La diminuzione delle superfici coltivate e quella delle rese rende problematico l’approvvigionamento del mercato italiano che già nella campagna 2021/22, a fronte di una produzione nazionale di 6,1 milioni di tonnellate, ha fatto registrare un nuovo massimo storico nell’import netto con 6,3 milioni di tonnellate e oltre 1,7 miliardi di euro, con prezzi medi unitari all’importazione aumentati del 45% e stabilmente sopra i 300 euro per tonnellata a partire da aprile 2023. I prezzi internazionali, arrivati al massimo storico di 348 dollari per tonnellata ad aprile 2022, sono scesi intorno a 300 dollari a fine anno, ma rimangono comunque particolarmente elevati, come pure quelli nazionali che ne hanno seguito l’andamento. Questa situazione ha pesanti ripercussioni sul comparto mangimistico, in termini sia di costi che di approvvigionamento e, a cascata sull’intera filiera zootecnica, mentre i maiscoltori italiani, già penalizzati dallo scarso raccolto, devono fare i conti con l’aumento generale dei prezzi dei mezzi produttivi e, in particolare, di quelli relativi ai fertilizzanti azotati, condizionati dalla crisi del gas naturale e, conseguentemente, dai prezzi estremamente elevati dell’ammoniaca.

Uno dei fattori chiave per migliorare la situazione è stato indicata nella ricerca. L’emergenza in termini di stress sia abiotici (siccità) che biotici (funghi e micotossine, in particolare aflatossine) che si è palesata nel 2022, andando a pregiudicare quantità e qualità della produzione di mais, ha reso evidente l’urgenza di migliorare la sostenibilità e la resilienza dei sistemi colturali maidicoli.

I risultati del monitoraggio del contenuto di micotossine in granella condotto dalla Rete Qualità Mais, coordinata dal CREA Cerealicoltura e Colture Industriali di Bergamo, ha evidenziato che il 26% dei campioni analizzati presenta un contenuto in aflatossine superiore ai 20 µg/kg e il 65% con fumonisine maggiori di 4000 µg/kg.

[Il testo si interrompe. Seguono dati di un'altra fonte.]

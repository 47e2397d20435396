//! Workflow domain types.
//!
//! `WorkflowSpec` is the unit of execution accepted by the executor. It is
//! written in camelCase JSON (`dependsOn`, `errorPolicy`, `maxRetries`) so
//! documents produced by the generator deserialize without translation.
//! This module also contains the execution tracking types
//! (`ExecutionResult`, `StepResult`) returned from a run.

use std::collections::BTreeMap;
use std::fmt;
use std::str::FromStr;
use std::time::Duration;

use chrono::{DateTime, Utc};
use serde::{Deserialize, Serialize};
use serde_json::{Map, Value};
use uuid::Uuid;

use crate::duration::serde_opt;

// ---------------------------------------------------------------------------
// Workflow Spec
// ---------------------------------------------------------------------------

/// A declarative workflow: named steps invoking tools, plus the policy that
/// governs failures.
#[derive(Debug, Clone, Default, Serialize, Deserialize, PartialEq)]
#[serde(rename_all = "camelCase")]
pub struct WorkflowSpec {
    /// Ordered steps. The order is a hint; execution follows the DAG.
    #[serde(default)]
    pub steps: Vec<WorkflowStep>,
    /// Initial bindings seeding the variable store.
    #[serde(default, skip_serializing_if = "Map::is_empty")]
    pub variables: Map<String, Value>,
    /// Failure handling for the whole run.
    #[serde(default)]
    pub error_policy: ErrorPolicy,
    /// Overall wall-clock bound for the run.
    #[serde(default, with = "serde_opt", skip_serializing_if = "Option::is_none")]
    pub timeout: Option<Duration>,
    /// Descriptive metadata (author, version, tags).
    #[serde(default, skip_serializing_if = "Option::is_none")]
    pub metadata: Option<WorkflowMetadata>,
}

impl WorkflowSpec {
    /// Look up a step by id.
    pub fn step(&self, id: &str) -> Option<&WorkflowStep> {
        self.steps.iter().find(|s| s.id == id)
    }
}

/// Descriptive workflow metadata.
#[derive(Debug, Clone, Default, Serialize, Deserialize, PartialEq)]
pub struct WorkflowMetadata {
    #[serde(default, skip_serializing_if = "Option::is_none")]
    pub author: Option<String>,
    #[serde(default, skip_serializing_if = "Option::is_none")]
    pub version: Option<String>,
    #[serde(default, skip_serializing_if = "Vec::is_empty")]
    pub tags: Vec<String>,
}

// ---------------------------------------------------------------------------
// Step
// ---------------------------------------------------------------------------

/// A single unit of work: one tool invocation with one input map.
#[derive(Debug, Clone, Serialize, Deserialize, PartialEq)]
#[serde(rename_all = "camelCase")]
pub struct WorkflowStep {
    /// Unique within a workflow.
    pub id: String,
    /// Human label. Defaults to the id when omitted.
    #[serde(default)]
    pub name: String,
    /// Step kind. Defaults to `tool`.
    #[serde(rename = "type", default)]
    pub step_type: StepType,
    /// Tool name for `tool` steps (a built-in or an external tool).
    #[serde(default, skip_serializing_if = "Option::is_none")]
    pub tool: Option<String>,
    /// Parameter name to value; string leaves may contain `{{name}}` templates.
    #[serde(default)]
    pub inputs: Map<String, Value>,
    /// Tool-output key to variable name.
    #[serde(default, skip_serializing_if = "BTreeMap::is_empty")]
    pub outputs: BTreeMap<String, String>,
    /// Explicit predecessor ids, additive to template-derived dependencies.
    #[serde(default, skip_serializing_if = "Vec::is_empty")]
    pub depends_on: Vec<String>,
    /// Per-attempt time budget.
    #[serde(default, with = "serde_opt", skip_serializing_if = "Option::is_none")]
    pub timeout: Option<Duration>,
    /// Per-step retry override.
    #[serde(default, skip_serializing_if = "Option::is_none")]
    pub retry: Option<StepRetry>,
}

impl WorkflowStep {
    /// Create a `tool` step with no inputs or outputs.
    pub fn tool(id: impl Into<String>, tool: impl Into<String>) -> Self {
        let id = id.into();
        Self {
            name: id.clone(),
            id,
            step_type: StepType::Tool,
            tool: Some(tool.into()),
            inputs: Map::new(),
            outputs: BTreeMap::new(),
            depends_on: Vec::new(),
            timeout: None,
            retry: None,
        }
    }

    /// Builder-style helper: set an input value.
    pub fn with_input(mut self, key: impl Into<String>, value: Value) -> Self {
        self.inputs.insert(key.into(), value);
        self
    }

    /// Builder-style helper: bind a tool-output key to a variable.
    pub fn with_output(mut self, key: impl Into<String>, variable: impl Into<String>) -> Self {
        self.outputs.insert(key.into(), variable.into());
        self
    }

    /// Builder-style helper: add an explicit predecessor.
    pub fn with_dependency(mut self, step_id: impl Into<String>) -> Self {
        self.depends_on.push(step_id.into());
        self
    }

    /// Display label: the name, or the id when no name was given.
    pub fn label(&self) -> &str {
        if self.name.is_empty() {
            &self.id
        } else {
            &self.name
        }
    }
}

/// The kind of step.
#[derive(Debug, Clone, Copy, Default, PartialEq, Eq, Hash, Serialize, Deserialize)]
#[serde(rename_all = "snake_case")]
pub enum StepType {
    #[default]
    Tool,
    Variable,
    Delay,
    Condition,
    Loop,
    Parallel,
}

impl fmt::Display for StepType {
    fn fmt(&self, f: &mut fmt::Formatter<'_>) -> fmt::Result {
        let s = match self {
            StepType::Tool => "tool",
            StepType::Variable => "variable",
            StepType::Delay => "delay",
            StepType::Condition => "condition",
            StepType::Loop => "loop",
            StepType::Parallel => "parallel",
        };
        f.write_str(s)
    }
}

// ---------------------------------------------------------------------------
// Error policy and retry
// ---------------------------------------------------------------------------

/// Workflow-wide failure handling.
#[derive(Debug, Clone, Serialize, Deserialize, PartialEq)]
#[serde(rename_all = "camelCase")]
pub struct ErrorPolicy {
    #[serde(default)]
    pub strategy: ErrorStrategy,
    #[serde(default = "default_max_retries")]
    pub max_retries: u32,
    #[serde(default, with = "serde_opt", skip_serializing_if = "Option::is_none")]
    pub retry_delay: Option<Duration>,
}

fn default_max_retries() -> u32 {
    3
}

impl Default for ErrorPolicy {
    fn default() -> Self {
        Self {
            strategy: ErrorStrategy::Fail,
            max_retries: default_max_retries(),
            retry_delay: None,
        }
    }
}

impl ErrorPolicy {
    /// A policy with the given strategy and default retry settings.
    pub fn with_strategy(strategy: ErrorStrategy) -> Self {
        Self {
            strategy,
            ..Self::default()
        }
    }
}

/// What to do when a step fails.
#[derive(Debug, Clone, Copy, Default, PartialEq, Eq, Hash, Serialize, Deserialize)]
#[serde(rename_all = "snake_case")]
pub enum ErrorStrategy {
    /// First failure aborts the run.
    #[default]
    Fail,
    /// Record the failure; keep running steps that do not depend on it.
    Continue,
    /// Retry up to `max_retries`, then behave as `Fail`.
    Retry,
    /// Treat the failure as a completion with empty outputs.
    Skip,
}

/// Per-step retry override.
#[derive(Debug, Clone, Serialize, Deserialize, PartialEq)]
#[serde(rename_all = "camelCase")]
pub struct StepRetry {
    #[serde(default = "default_enabled")]
    pub enabled: bool,
    #[serde(default = "default_max_retries")]
    pub max_retries: u32,
    #[serde(default, with = "serde_opt", skip_serializing_if = "Option::is_none")]
    pub delay: Option<Duration>,
    #[serde(default)]
    pub backoff_type: BackoffType,
    #[serde(default, with = "serde_opt", skip_serializing_if = "Option::is_none")]
    pub max_delay: Option<Duration>,
}

fn default_enabled() -> bool {
    true
}

/// Delay growth between retry attempts.
#[derive(Debug, Clone, Copy, Default, PartialEq, Eq, Hash, Serialize, Deserialize)]
#[serde(rename_all = "snake_case")]
pub enum BackoffType {
    #[default]
    Fixed,
    Linear,
    Exponential,
}

// ---------------------------------------------------------------------------
// Execution status
// ---------------------------------------------------------------------------

/// Overall status of a workflow execution.
#[derive(Debug, Clone, Copy, PartialEq, Eq, Hash, Serialize, Deserialize)]
#[serde(rename_all = "snake_case")]
pub enum ExecutionStatus {
    Pending,
    Running,
    Completed,
    Failed,
    Cancelled,
}

impl fmt::Display for ExecutionStatus {
    fn fmt(&self, f: &mut fmt::Formatter<'_>) -> fmt::Result {
        let s = match self {
            ExecutionStatus::Pending => "pending",
            ExecutionStatus::Running => "running",
            ExecutionStatus::Completed => "completed",
            ExecutionStatus::Failed => "failed",
            ExecutionStatus::Cancelled => "cancelled",
        };
        f.write_str(s)
    }
}

impl FromStr for ExecutionStatus {
    type Err = String;

    fn from_str(s: &str) -> Result<Self, Self::Err> {
        match s.to_lowercase().as_str() {
            "pending" => Ok(ExecutionStatus::Pending),
            "running" => Ok(ExecutionStatus::Running),
            "completed" => Ok(ExecutionStatus::Completed),
            "failed" => Ok(ExecutionStatus::Failed),
            "cancelled" => Ok(ExecutionStatus::Cancelled),
            other => Err(format!("invalid execution status: '{other}'")),
        }
    }
}

/// Status of a single step record.
#[derive(Debug, Clone, Copy, PartialEq, Eq, Hash, Serialize, Deserialize)]
#[serde(rename_all = "snake_case")]
pub enum StepStatus {
    Pending,
    Running,
    Completed,
    Failed,
    Cancelled,
    /// Did not produce outputs: absorbed by the `skip` policy, or never run
    /// because a predecessor failed under `continue`.
    Skipped,
}

// ---------------------------------------------------------------------------
// Execution result
// ---------------------------------------------------------------------------

/// Outcome of one workflow execution, populated even on failure.
#[derive(Debug, Clone, Serialize, Deserialize, PartialEq)]
#[serde(rename_all = "camelCase")]
pub struct ExecutionResult {
    /// Fresh per run (UUIDv7).
    pub execution_id: Uuid,
    pub status: ExecutionStatus,
    pub start_time: DateTime<Utc>,
    #[serde(default, skip_serializing_if = "Option::is_none")]
    pub end_time: Option<DateTime<Utc>>,
    /// Wall-clock duration in milliseconds.
    #[serde(default)]
    pub duration_ms: u64,
    /// Final bindings written by step output mappings.
    #[serde(default)]
    pub outputs: Map<String, Value>,
    /// Per-step records in completion order.
    #[serde(default)]
    pub step_results: Vec<StepResult>,
    /// Run-level error summary.
    #[serde(default, skip_serializing_if = "Option::is_none")]
    pub error: Option<String>,
}

impl ExecutionResult {
    /// A fresh `Running` result with no step records.
    pub fn started(execution_id: Uuid) -> Self {
        Self {
            execution_id,
            status: ExecutionStatus::Running,
            start_time: Utc::now(),
            end_time: None,
            duration_ms: 0,
            outputs: Map::new(),
            step_results: Vec::new(),
            error: None,
        }
    }

    /// Find the record for a step id.
    pub fn step(&self, step_id: &str) -> Option<&StepResult> {
        self.step_results.iter().find(|r| r.id == step_id)
    }
}

/// Record of one step's execution.
#[derive(Debug, Clone, Serialize, Deserialize, PartialEq)]
#[serde(rename_all = "camelCase")]
pub struct StepResult {
    pub id: String,
    pub status: StepStatus,
    #[serde(default, skip_serializing_if = "Option::is_none")]
    pub start_time: Option<DateTime<Utc>>,
    #[serde(default, skip_serializing_if = "Option::is_none")]
    pub end_time: Option<DateTime<Utc>>,
    /// Rendered inputs the tool received.
    #[serde(default)]
    pub inputs: Map<String, Value>,
    /// Bindings this step wrote (variable name to value).
    #[serde(default)]
    pub outputs: Map<String, Value>,
    /// Number of attempts made (0 when the step never ran).
    #[serde(default)]
    pub attempts: u32,
    #[serde(default, skip_serializing_if = "Option::is_none")]
    pub error_message: Option<String>,
}

impl StepResult {
    /// A record for a step that never ran.
    pub fn not_run(id: impl Into<String>, status: StepStatus, reason: impl Into<String>) -> Self {
        let now = Utc::now();
        Self {
            id: id.into(),
            status,
            start_time: Some(now),
            end_time: Some(now),
            inputs: Map::new(),
            outputs: Map::new(),
            attempts: 0,
            error_message: Some(reason.into()),
        }
    }
}

// ---------------------------------------------------------------------------
// Tests
// ---------------------------------------------------------------------------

Lo sviluppo di resistenze e/o tolleranze agli stress passa necessariamente attraverso il miglioramento genetico e la scelta delle varietà più idonee a tali scopi. Ciò è reso possibile anche grazie al lavoro della Rete Nazionale di confronto varietale, che annualmente fornisce informazioni utili sulla base dei dati ottenuti puntualmente per supportare questa scelta.